§ **Exercise directions**:
Look through the records and copy each line with the string "crate" in it.

(Data records)

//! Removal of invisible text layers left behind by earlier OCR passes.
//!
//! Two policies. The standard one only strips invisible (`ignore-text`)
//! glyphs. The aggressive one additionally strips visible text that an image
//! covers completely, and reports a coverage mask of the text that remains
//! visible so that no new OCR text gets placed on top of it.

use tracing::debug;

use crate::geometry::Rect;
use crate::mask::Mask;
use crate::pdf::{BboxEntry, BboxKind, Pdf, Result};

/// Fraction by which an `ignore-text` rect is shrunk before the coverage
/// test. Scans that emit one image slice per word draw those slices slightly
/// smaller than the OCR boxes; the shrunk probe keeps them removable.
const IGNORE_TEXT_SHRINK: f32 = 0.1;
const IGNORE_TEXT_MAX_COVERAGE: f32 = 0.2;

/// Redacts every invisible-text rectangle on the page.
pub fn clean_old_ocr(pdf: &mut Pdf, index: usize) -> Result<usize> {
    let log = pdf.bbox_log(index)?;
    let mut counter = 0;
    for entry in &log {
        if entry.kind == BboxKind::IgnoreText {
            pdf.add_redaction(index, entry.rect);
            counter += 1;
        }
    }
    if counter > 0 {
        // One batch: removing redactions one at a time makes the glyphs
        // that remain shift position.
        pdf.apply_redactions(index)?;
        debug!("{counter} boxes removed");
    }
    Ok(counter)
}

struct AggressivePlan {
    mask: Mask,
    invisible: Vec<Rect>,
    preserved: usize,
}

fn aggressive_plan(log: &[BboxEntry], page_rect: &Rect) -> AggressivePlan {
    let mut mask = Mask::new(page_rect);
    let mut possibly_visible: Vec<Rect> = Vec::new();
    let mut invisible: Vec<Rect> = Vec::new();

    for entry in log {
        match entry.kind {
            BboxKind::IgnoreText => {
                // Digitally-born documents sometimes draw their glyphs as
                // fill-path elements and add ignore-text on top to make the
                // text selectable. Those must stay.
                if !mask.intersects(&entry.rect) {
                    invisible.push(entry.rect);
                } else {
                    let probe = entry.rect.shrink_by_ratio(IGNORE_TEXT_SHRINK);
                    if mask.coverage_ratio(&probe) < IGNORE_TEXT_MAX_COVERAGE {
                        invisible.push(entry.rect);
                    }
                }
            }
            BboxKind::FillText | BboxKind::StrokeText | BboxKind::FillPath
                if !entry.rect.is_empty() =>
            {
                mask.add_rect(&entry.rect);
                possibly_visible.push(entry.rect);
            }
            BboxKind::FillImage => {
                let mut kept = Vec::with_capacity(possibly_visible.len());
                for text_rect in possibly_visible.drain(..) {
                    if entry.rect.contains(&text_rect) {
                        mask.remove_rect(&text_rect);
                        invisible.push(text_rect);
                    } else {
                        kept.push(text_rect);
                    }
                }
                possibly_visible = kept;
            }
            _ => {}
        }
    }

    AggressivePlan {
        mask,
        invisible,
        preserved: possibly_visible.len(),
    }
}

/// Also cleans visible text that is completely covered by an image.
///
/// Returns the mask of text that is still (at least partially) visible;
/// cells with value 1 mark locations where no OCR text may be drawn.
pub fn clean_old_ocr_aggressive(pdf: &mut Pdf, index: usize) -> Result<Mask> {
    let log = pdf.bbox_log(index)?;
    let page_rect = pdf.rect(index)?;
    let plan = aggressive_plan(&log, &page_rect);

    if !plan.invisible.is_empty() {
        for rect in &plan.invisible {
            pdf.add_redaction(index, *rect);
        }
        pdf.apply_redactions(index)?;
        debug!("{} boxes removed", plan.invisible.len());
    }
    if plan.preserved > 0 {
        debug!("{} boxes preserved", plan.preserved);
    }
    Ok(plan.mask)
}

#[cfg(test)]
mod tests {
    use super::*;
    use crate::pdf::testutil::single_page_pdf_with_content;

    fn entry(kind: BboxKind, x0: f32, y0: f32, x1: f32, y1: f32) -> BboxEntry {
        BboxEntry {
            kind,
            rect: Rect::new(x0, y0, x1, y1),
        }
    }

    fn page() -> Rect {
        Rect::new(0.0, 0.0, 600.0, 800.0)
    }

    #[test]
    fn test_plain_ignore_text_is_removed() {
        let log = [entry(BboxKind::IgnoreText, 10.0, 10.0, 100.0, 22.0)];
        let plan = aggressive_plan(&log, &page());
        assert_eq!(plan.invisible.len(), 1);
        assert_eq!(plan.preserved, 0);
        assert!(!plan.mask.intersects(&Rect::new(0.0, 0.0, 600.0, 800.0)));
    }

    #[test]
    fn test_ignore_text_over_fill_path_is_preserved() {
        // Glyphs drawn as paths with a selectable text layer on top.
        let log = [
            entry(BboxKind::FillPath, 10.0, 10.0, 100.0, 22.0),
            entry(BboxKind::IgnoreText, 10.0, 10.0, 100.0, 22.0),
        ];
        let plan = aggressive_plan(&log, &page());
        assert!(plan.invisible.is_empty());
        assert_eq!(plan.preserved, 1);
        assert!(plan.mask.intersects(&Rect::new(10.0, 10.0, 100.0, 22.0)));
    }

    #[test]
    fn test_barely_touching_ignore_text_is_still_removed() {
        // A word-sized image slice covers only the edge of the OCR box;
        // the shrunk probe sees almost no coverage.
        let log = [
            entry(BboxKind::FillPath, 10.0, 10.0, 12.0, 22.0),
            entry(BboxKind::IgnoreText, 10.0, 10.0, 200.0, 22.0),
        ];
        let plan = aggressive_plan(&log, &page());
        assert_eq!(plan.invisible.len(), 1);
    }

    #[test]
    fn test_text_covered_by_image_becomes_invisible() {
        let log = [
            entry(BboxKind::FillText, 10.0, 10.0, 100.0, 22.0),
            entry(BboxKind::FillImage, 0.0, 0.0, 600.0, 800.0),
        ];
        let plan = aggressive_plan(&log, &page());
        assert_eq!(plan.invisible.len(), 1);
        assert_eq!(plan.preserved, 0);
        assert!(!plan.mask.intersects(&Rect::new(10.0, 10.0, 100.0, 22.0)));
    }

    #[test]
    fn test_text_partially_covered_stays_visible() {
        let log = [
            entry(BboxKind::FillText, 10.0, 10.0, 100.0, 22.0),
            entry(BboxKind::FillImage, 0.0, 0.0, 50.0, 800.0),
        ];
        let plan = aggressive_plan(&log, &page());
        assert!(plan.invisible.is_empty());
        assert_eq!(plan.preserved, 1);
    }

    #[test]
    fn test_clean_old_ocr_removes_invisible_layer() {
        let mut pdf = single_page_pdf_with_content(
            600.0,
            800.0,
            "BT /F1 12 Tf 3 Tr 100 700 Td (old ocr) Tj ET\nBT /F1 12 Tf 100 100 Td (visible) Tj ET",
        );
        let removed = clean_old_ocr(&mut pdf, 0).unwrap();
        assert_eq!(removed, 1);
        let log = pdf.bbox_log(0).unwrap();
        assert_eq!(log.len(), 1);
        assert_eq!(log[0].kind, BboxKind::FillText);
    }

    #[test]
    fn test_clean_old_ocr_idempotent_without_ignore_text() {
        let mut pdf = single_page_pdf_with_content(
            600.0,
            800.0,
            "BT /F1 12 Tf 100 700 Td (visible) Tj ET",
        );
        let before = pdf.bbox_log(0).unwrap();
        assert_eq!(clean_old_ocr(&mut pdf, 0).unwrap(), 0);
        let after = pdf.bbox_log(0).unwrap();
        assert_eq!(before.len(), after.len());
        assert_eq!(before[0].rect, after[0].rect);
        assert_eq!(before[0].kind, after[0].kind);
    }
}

§ **Your response**:
use crate::geometry::Rect;
use crate::mask::Mask;
use crate::pdf::{BboxEntry, BboxKind, Pdf, Result};
    use crate::pdf::testutil::single_page_pdf_with_content;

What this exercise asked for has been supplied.